Population data can provide quantitative benchmarks for certain preclinical states like precursor prevalence but this data alone cannot determine an exact optimal age to initialize screening (and RCTs with arms for every starting age in an at-risk population with long-term follow-up are not feasible). To address this, multistate Markov models have most commonly been used to microsimulate large cohorts of individuals *in silico* from birth through clinical states of carcinogenesis (boxes in Fig. 1D, for example) to quantify expected outcomes (i.e., natural history). Model rates are inferred by fitting to cancer incidence and mortality data (25), or fitting to screening trial data explicitly (26). Then with a calibrated model, screening processes are built into microsimulations to compare strategies based on beneficial outcomes from interventions and to quantify associated costs such as numbers of expected surveillance exams. For our specific health policy question of interest for determining the optimal screening age, simulation models have been used in numerous examples: U.S. Preventive Services Task Force recommendations for colorectal cancer screening in the United States by testing three starting ages (45, 50, or 55; ref. 27), American Cancer Society recommendations for colorectal cancer screening by testing three starting ages (40, 45, or 50; ref. 28), and recently for one-time colorectal cancer screening using single ages from 50 to 65 (29); for lung cancer screening in the United States by testing four scenarios of initial age (45, 50, 55, or 60; ref. 30); and for Barrett's esophagus screening to reduce esophageal adenocarcinoma by testing three starting ages (50, 60, or 70; ref. 19).

While simulation models have assessed particular screening ages, they can only identify cost-effective strategies among those finite number tested and results are often sensitive to numerous inputs and assumptions. Alternatively, mathematical models can search for a global optimum given an objective (utility) function (see refs. 31–33 for methodologies using discrete clinical states). We extend this type of approach to biomathematical models that include temporal dynamics of cancer evolution detailed above, which simultaneously reproduce cancer incidence patterns. Thus far, these types of stochastic models have been used in simulation studies on screening (18, 21, 34) but not in an optimization algorithm that does not require simulation. Here we formulate the novel combination of an evolutionary-based, analytical approach to be used for optimizing timing for early cancer precursor detection.

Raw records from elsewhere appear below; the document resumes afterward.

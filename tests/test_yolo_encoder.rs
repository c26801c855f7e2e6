//! YOLO Encoder: detection/segmentation line
//! formatting, class-id resolution, and the bounds check on escaped values.

use release_forge::config::ExportFormat;
use release_forge::encode::classmap::ClassMap;
use release_forge::encode::encode_line;
use release_forge::encode::yaml::DataYaml;
use release_forge::types::{Annotation, BoundingBox, CanvasDims, Polygon};

fn classes() -> ClassMap {
    ClassMap::build(vec!["dog".to_string(), "cat".to_string(), "bird".to_string()])
}

#[test]
fn detection_line_has_six_decimal_fields() {
    let ann = Annotation::Bbox(BoundingBox {
        x_min: 100.0,
        y_min: 80.0,
        x_max: 300.0,
        y_max: 240.0,
        class_name: "cat".to_string(),
        class_id: 0,
        confidence: 1.0,
    });
    let line = encode_line(&ann, CanvasDims::new(640, 480), &classes(), ExportFormat::YoloDetection).unwrap().unwrap();
    let fields: Vec<&str> = line.split(' ').collect();
    assert_eq!(fields.len(), 5);
    assert_eq!(fields[0], "1"); // "cat" is class id 1 alphabetically (bird, cat, dog).
    for field in &fields[1..] {
        assert_eq!(field.split('.').nth(1).map(str::len), Some(6));
    }
}

#[test]
fn segmentation_line_concatenates_every_vertex() {
    let poly = Annotation::Polygon(Polygon {
        points: vec![(0.0, 0.0), (100.0, 0.0), (100.0, 100.0), (0.0, 100.0)],
        class_name: "dog".to_string(),
        class_id: 0,
        confidence: 1.0,
    });
    let line = encode_line(&poly, CanvasDims::new(200, 200), &classes(), ExportFormat::YoloSegmentation).unwrap().unwrap();
    let fields: Vec<&str> = line.split(' ').collect();
    // class_id + 4 vertices * 2 coords.
    assert_eq!(fields.len(), 9);
    assert_eq!(fields[0], "2"); // "dog" is class id 2.
}

#[test]
fn degenerate_bbox_is_dropped_without_erroring() {
    let ann = Annotation::Bbox(BoundingBox {
        x_min: 100.0,
        y_min: 80.0,
        x_max: 100.0, // zero width
        y_max: 240.0,
        class_name: "cat".to_string(),
        class_id: 0,
        confidence: 1.0,
    });
    assert!(encode_line(&ann, CanvasDims::new(640, 480), &classes(), ExportFormat::YoloDetection).unwrap().is_none());
}

#[test]
fn polygon_with_fewer_than_three_points_is_dropped() {
    let poly = Annotation::Polygon(Polygon {
        points: vec![(0.0, 0.0), (10.0, 10.0)],
        class_name: "cat".to_string(),
        class_id: 0,
        confidence: 1.0,
    });
    assert!(encode_line(&poly, CanvasDims::new(200, 200), &classes(), ExportFormat::YoloSegmentation).unwrap().is_none());
}

#[test]
fn value_escaping_unit_range_is_an_encode_bounds_error() {
    let ann = Annotation::Bbox(BoundingBox {
        x_min: -500.0,
        y_min: 80.0,
        x_max: 300.0,
        y_max: 240.0,
        class_name: "cat".to_string(),
        class_id: 0,
        confidence: 1.0,
    });
    let err = encode_line(&ann, CanvasDims::new(640, 480), &classes(), ExportFormat::YoloDetection).unwrap_err();
    assert!(matches!(err, release_forge::error::ReleaseError::EncodeBounds(_)));
}

#[test]
fn unknown_class_name_falls_back_to_class_zero() {
    let ann = Annotation::Bbox(BoundingBox {
        x_min: 0.0,
        y_min: 0.0,
        x_max: 10.0,
        y_max: 10.0,
        class_name: "giraffe".to_string(),
        class_id: 0,
        confidence: 1.0,
    });
    let line = encode_line(&ann, CanvasDims::new(100, 100), &classes(), ExportFormat::YoloDetection).unwrap().unwrap();
    assert!(line.starts_with("0 "));
}

#[test]
fn data_yaml_lists_classes_in_frozen_alphabetical_order() {
    let yaml = DataYaml::new(".", &classes(), 1, 1, 1).to_yaml_string().unwrap();
    assert!(yaml.contains("nc: 3"));
    let bird_pos = yaml.find("bird").unwrap();
    let cat_pos = yaml.find("cat").unwrap();
    let dog_pos = yaml.find("dog").unwrap();
    assert!(bird_pos < cat_pos && cat_pos < dog_pos);
}
//! Plan Generator: plan length, baseline behavior,
//! resize-last ordering, dual-value mirroring, and determinism.

use release_forge::plan::{variant_seed, Generator, UserToolSpec};
use release_forge::transform::geometric::{FillColor, ResizeMode};
use release_forge::transform::{Transformation, TypeTag};

#[test]
fn plan_length_is_always_one_plus_variants_per_original() {
    let selections = vec![UserToolSpec::Brightness { value: 20.0 }];
    for variants in [0, 1, 2, 5] {
        let plan = Generator::generate(&selections, variants, "img").unwrap();
        assert_eq!(plan.len(), 1 + variants as usize);
    }
}

#[test]
fn baseline_is_identity_when_no_resize_selected() {
    let selections = vec![UserToolSpec::Brightness { value: 20.0 }];
    let plan = Generator::generate(&selections, 2, "img").unwrap();
    assert!(plan.configs[0].is_empty());
}

#[test]
fn baseline_is_resize_only_when_resize_selected() {
    let selections = vec![
        UserToolSpec::Brightness { value: 20.0 },
        UserToolSpec::Resize { width: 320, height: 320, mode: ResizeMode::StretchTo, fill_color: FillColor::Black },
    ];
    let plan = Generator::generate(&selections, 1, "img").unwrap();
    assert_eq!(plan.configs[0].len(), 1);
    assert!(plan.configs[0].get(TypeTag::Resize).is_some());
    assert!(plan.configs[0].get(TypeTag::Brightness).is_none());
}

#[test]
fn resize_is_always_the_last_op_regardless_of_declared_order() {
    let selections = vec![
        UserToolSpec::Resize { width: 320, height: 320, mode: ResizeMode::StretchTo, fill_color: FillColor::Black },
        UserToolSpec::Flip { horizontal: true, vertical: false },
        UserToolSpec::Brightness { value: 10.0 },
    ];
    let plan = Generator::generate(&selections, 1, "img").unwrap();
    let ops: Vec<TypeTag> = plan.configs[1].iter().map(|op| op.type_tag()).collect();
    assert_eq!(ops.last(), Some(&TypeTag::Resize));
    // non-resize order preserved as declared (flip before brightness).
    assert_eq!(ops[0], TypeTag::Flip);
    assert_eq!(ops[1], TypeTag::Brightness);
}

#[test]
fn dual_value_tool_alternates_auto_then_user_starting_at_variant_one() {
    let selections = vec![UserToolSpec::Rotate { angle: 30.0, expand: false, fill_color: FillColor::Black }];
    let plan = Generator::generate(&selections, 4, "img").unwrap();

    let angle_of = |i: usize| match plan.configs[i].get(TypeTag::Rotate) {
        Some(Transformation::Rotate(p)) => p.angle,
        _ => panic!("expected rotate op in variant {i}"),
    };
    assert_eq!(angle_of(1), -30.0); // variant 1: auto
    assert_eq!(angle_of(2), 30.0); // variant 2: user
    assert_eq!(angle_of(3), -30.0); // variant 3: auto again
    assert_eq!(angle_of(4), 30.0); // variant 4: user again
}

#[test]
fn non_dual_value_tool_uses_its_configured_value_every_variant() {
    let selections = vec![UserToolSpec::Blur { radius: 2.0 }];
    let plan = Generator::generate(&selections, 3, "img").unwrap();
    for i in 1..=3 {
        match plan.configs[i].get(TypeTag::Blur) {
            Some(Transformation::Blur(p)) => assert_eq!(p.radius, 2.0),
            _ => panic!("expected blur op in variant {i}"),
        }
    }
}

#[test]
fn generation_is_deterministic_for_identical_inputs() {
    let selections = vec![
        UserToolSpec::Rotate { angle: 15.0, expand: false, fill_color: FillColor::White },
        UserToolSpec::RandomZoom { zoom_factor: 1.3 },
    ];
    let a = Generator::generate(&selections, 3, "img-42").unwrap();
    let b = Generator::generate(&selections, 3, "img-42").unwrap();
    for i in 0..a.len() {
        assert_eq!(a.configs[i], b.configs[i]);
    }
}

#[test]
fn variant_seed_is_stable_and_distinguishes_variants_and_images() {
    assert_eq!(variant_seed("img-1", 0), variant_seed("img-1", 0));
    assert_ne!(variant_seed("img-1", 0), variant_seed("img-1", 1));
    assert_ne!(variant_seed("img-1", 0), variant_seed("img-2", 0));
}

#[test]
fn out_of_bounds_parameter_is_rejected_before_any_plan_is_built() {
    let selections = vec![UserToolSpec::Rotate { angle: 999.0, expand: false, fill_color: FillColor::Black }];
    assert!(Generator::generate(&selections, 1, "img").is_err());
}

### Case study in Barrett's esophagus

For specific optimal timing examples presented in Results, we apply our methods to Barrett's esophagus. For this, we utilize the multistage clonal expansion for esophageal adenocarcinoma (MSCE-EAC) model that has been employed within the NCI Cancer Intervention and Surveillance Modeling Network (CISNET) for cost-effectiveness studies of esophageal adenocarcinoma prevention (see Fig. 1; refs. 18, 25, 35). The random variables described below can be formulated (and expanded) for multistage models in esophagus, colon, lung, breast, and others (see Fig. 1C; Supplementary Methods 3.1–3.2 for derivations). We present the methods for three clinical scenarios: (i) initial screening, (ii) rescreening based on negative screen, and (iii) surveillance based on positive screen. In each scenario, we define the “window of opportunity” for the desired target and the objective (utility) function used to compute optimal times (ages). For initial screening, we present examples for associated costs. For surveillance, we define the age-dependent risk of future cancer.

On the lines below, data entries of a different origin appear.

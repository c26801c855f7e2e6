//! In-memory manifest and per-split counters the orchestrator accumulates
//! while walking a release. Serialized to
//! `metadata/dataset_stats.json` once the walk completes.

use std::collections::HashMap;
use std::sync::atomic::{AtomicU64, Ordering};
use std::sync::Mutex;

use serde::Serialize;

use crate::types::Split;

/// A single transported annotation's coordinates, always in the
/// `[{x,y},...]` point-list form regardless of whether the source
/// annotation was a box or a polygon.
#[derive(Clone, Copy, Debug, Serialize)]
pub struct Point {
    pub x: f64,
    pub y: f64,
}

#[derive(Clone, Debug, Serialize)]
pub struct AnnotationShape {
    pub class_id: u32,
    pub class_name: String,
    pub points: Vec<Point>,
}

/// One written variant's annotations, keyed by its image path relative
/// to the release root.
#[derive(Clone, Debug, Serialize)]
pub struct AnnotationsEntry {
    pub image_path: String,
    pub shapes: Vec<AnnotationShape>,
}

/// Lock-free per-split counters updated from any worker in the pool,
/// one atomic field per counted event so concurrent writers never contend.
#[derive(Default)]
pub struct SplitCounters {
    pub images_written: AtomicU64,
    pub images_failed: AtomicU64,
    pub variants_written: AtomicU64,
    pub annotations_dropped: AtomicU64,
    pub variants_failed: AtomicU64,
}

impl SplitCounters {
    fn snapshot(&self) -> SplitStats {
        SplitStats {
            images_written: self.images_written.load(Ordering::Relaxed),
            images_failed: self.images_failed.load(Ordering::Relaxed),
            variants_written: self.variants_written.load(Ordering::Relaxed),
            annotations_dropped: self.annotations_dropped.load(Ordering::Relaxed),
            variants_failed: self.variants_failed.load(Ordering::Relaxed),
        }
    }
}

#[derive(Clone, Copy, Debug, Default, Serialize)]
pub struct SplitStats {
    pub images_written: u64,
    /// Images that never produced a variant: decode failure or an
    /// unreadable source file. Recorded against the image's split.
    pub images_failed: u64,
    pub variants_written: u64,
    pub annotations_dropped: u64,
    pub variants_failed: u64,
}

/// The whole release's accumulated counters, one `SplitCounters` per
/// split so concurrent workers on different splits never contend.
#[derive(Default)]
pub struct ManifestBuilder {
    pub train: SplitCounters,
    pub val: SplitCounters,
    pub test: SplitCounters,
    annotations: Mutex<Vec<AnnotationsEntry>>,
}

impl ManifestBuilder {
    pub fn for_split(&self, split: Split) -> &SplitCounters {
        match split {
            Split::Train => &self.train,
            Split::Val => &self.val,
            Split::Test => &self.test,
        }
    }

    /// Records one written variant's annotations for `metadata/annotations.json`.
    pub fn push_annotations(&self, entry: AnnotationsEntry) {
        self.annotations.lock().unwrap().push(entry);
    }

    pub fn annotations_snapshot(&self) -> Vec<AnnotationsEntry> {
        self.annotations.lock().unwrap().clone()
    }

    pub fn finish(&self) -> Manifest {
        Manifest {
            train: self.train.snapshot(),
            val: self.val.snapshot(),
            test: self.test.snapshot(),
        }
    }
}

/// Serializes directly to `metadata/dataset_stats.json`.
#[derive(Clone, Debug, Default, Serialize)]
pub struct Manifest {
    pub train: SplitStats,
    pub val: SplitStats,
    pub test: SplitStats,
}

impl Manifest {
    pub fn totals(&self) -> HashMap<&'static str, u64> {
        let mut out = HashMap::new();
        out.insert("images_written", self.train.images_written + self.val.images_written + self.test.images_written);
        out.insert(
            "variants_written",
            self.train.variants_written + self.val.variants_written + self.test.variants_written,
        );
        out
    }
}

### Optimizing initial screening

The probability for the screening “window of opportunity” is defined as the probability that a specific age is both between the onset of precursor Barrett's esophagus and cancer, and that the age is also younger than time of patient death (Fig. 1C, beige). Here we incorporate realistic cut-off times due to life expectancy in our framework by using life table estimates for U.S. all-cause mortality survival probabilities (36). We then define a *screening objective function* of age, which is the difference between the probabilities the patient has already developed Barrett's esophagus and that the patient has already developed esophageal adenocarcinoma (i.e., the patient is in the window of opportunity), weighting the relative differences by a factor, *w*, and multiplied by the probability the patient is alive at that age. This variable weighting allows policy makers to decide how much to value avoiding underdiagnosis versus avoiding costs associated with overdiagnosis. We then solve for the optimal screening age that maximizes the screening objective function (see Supplementary Methods 3.4 for explicit solution). For examples of two other potential “windows of opportunity” to use as targets for screening, see Supplementary Methods 3.5 and 3.6.

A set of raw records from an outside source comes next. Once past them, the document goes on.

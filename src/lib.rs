//! `release_forge` builds pixel-accurate YOLO dataset releases from a
//! project's source images and annotations: `registry`/`plan` turn a
//! user's tool selections into a deterministic augmentation plan,
//! `engine` renders each variant's pixels, `annotate` replays the same
//! geometry against its annotations, and `encode` writes the result as
//! YOLO label lines, all tied together by the Release Orchestrator.

pub mod annotate;
pub mod codec;
pub mod config;
pub mod encode;
pub mod engine;
pub mod error;
pub mod numeric;
pub mod orchestrator;
pub mod plan;
pub mod registry;
pub mod sink;
pub mod source;
pub mod transform;
pub mod types;

pub use error::{ReleaseError, Result};

pub mod prelude {
    pub use crate::config::{ExportFormat, ReleaseOptions, ReleaseRequest, TaskType};
    pub use crate::error::{ReleaseError, Result};
    pub use crate::orchestrator::build_release;
    pub use crate::plan::UserToolSpec;
    pub use crate::sink::{FileSink, FsSink};
    pub use crate::source::{DataSource, InMemorySource};
    pub use crate::types::{Annotation, BoundingBox, Polygon, SourceImage, Split};
}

### Calculating costs of different screening ages

Once an initial screening age is determined, we present two examples of associated cost functions. First, we define a cost function for screening at each age and surveillance until some fixed final age at which time surveillance is discontinued even if the patient remains alive. This first cost quantifies the number of patient-years expected from needless surveillance of the overdiagnosed population (the “overscreened” fraction of patients diagnosed with precursor Barrett's esophagus who will not get cancer before the fixed final age of discontinuing surveillance). Following from this, we define a second cost for the number of futile exams among the overdiagnosed Barrett's esophagus cases (see Supplementary Methods 3.4 for derivation).

### Optimizing rescreening

After a negative (normal) screen, the patient may be asked to return for repeat screen at a later time. We define a new probability for the rescreening “window of opportunity” similar to the one for the first screening above, conditional on the outcome of the first screening. We likewise define a rescreening objective function with similar weighting of overdiagnosis versus underdiagnosis, *w*, and solve for the optimal rescreening age (see Supplementary Methods 3.8 for explicit solution).

### Optimizing surveillance

After a positive screen (precursor detected), most clinical guidelines recommend fixed follow-up intervals without incorporating risk factors of patient progression (e.g., gender, uncontrolled GERD). Alternatively in adaptive surveillance, we make mechanistic predictions conditional on patient demographic/clinical features and detected stage of progression at each specific screening age to provide more refined surveillance. The idea is to iteratively condition on the screening/surveillance result at a patient's age and derive an interval for the next surveillance given some outcome of interest, to then obtain the optimal age for the next surveillance. If the screening/surveillance result states that no later stages of neoplasia were detected, the probability for the next-surveillance “window of opportunity” is defined as the probability that the surveillance age is both between the ages of having detectable premalignancy and having malignancy of any size, and younger than time of patient death (Fig. 1C, pink). Similar to above, we derive the optimal next-surveillance age as the age that maximizes the corresponding surveillance objective function with similar weighting of overdiagnosis versus underdiagnosis, *w* (see Supplementary Methods 3.9 for full solution when precursor onset is known).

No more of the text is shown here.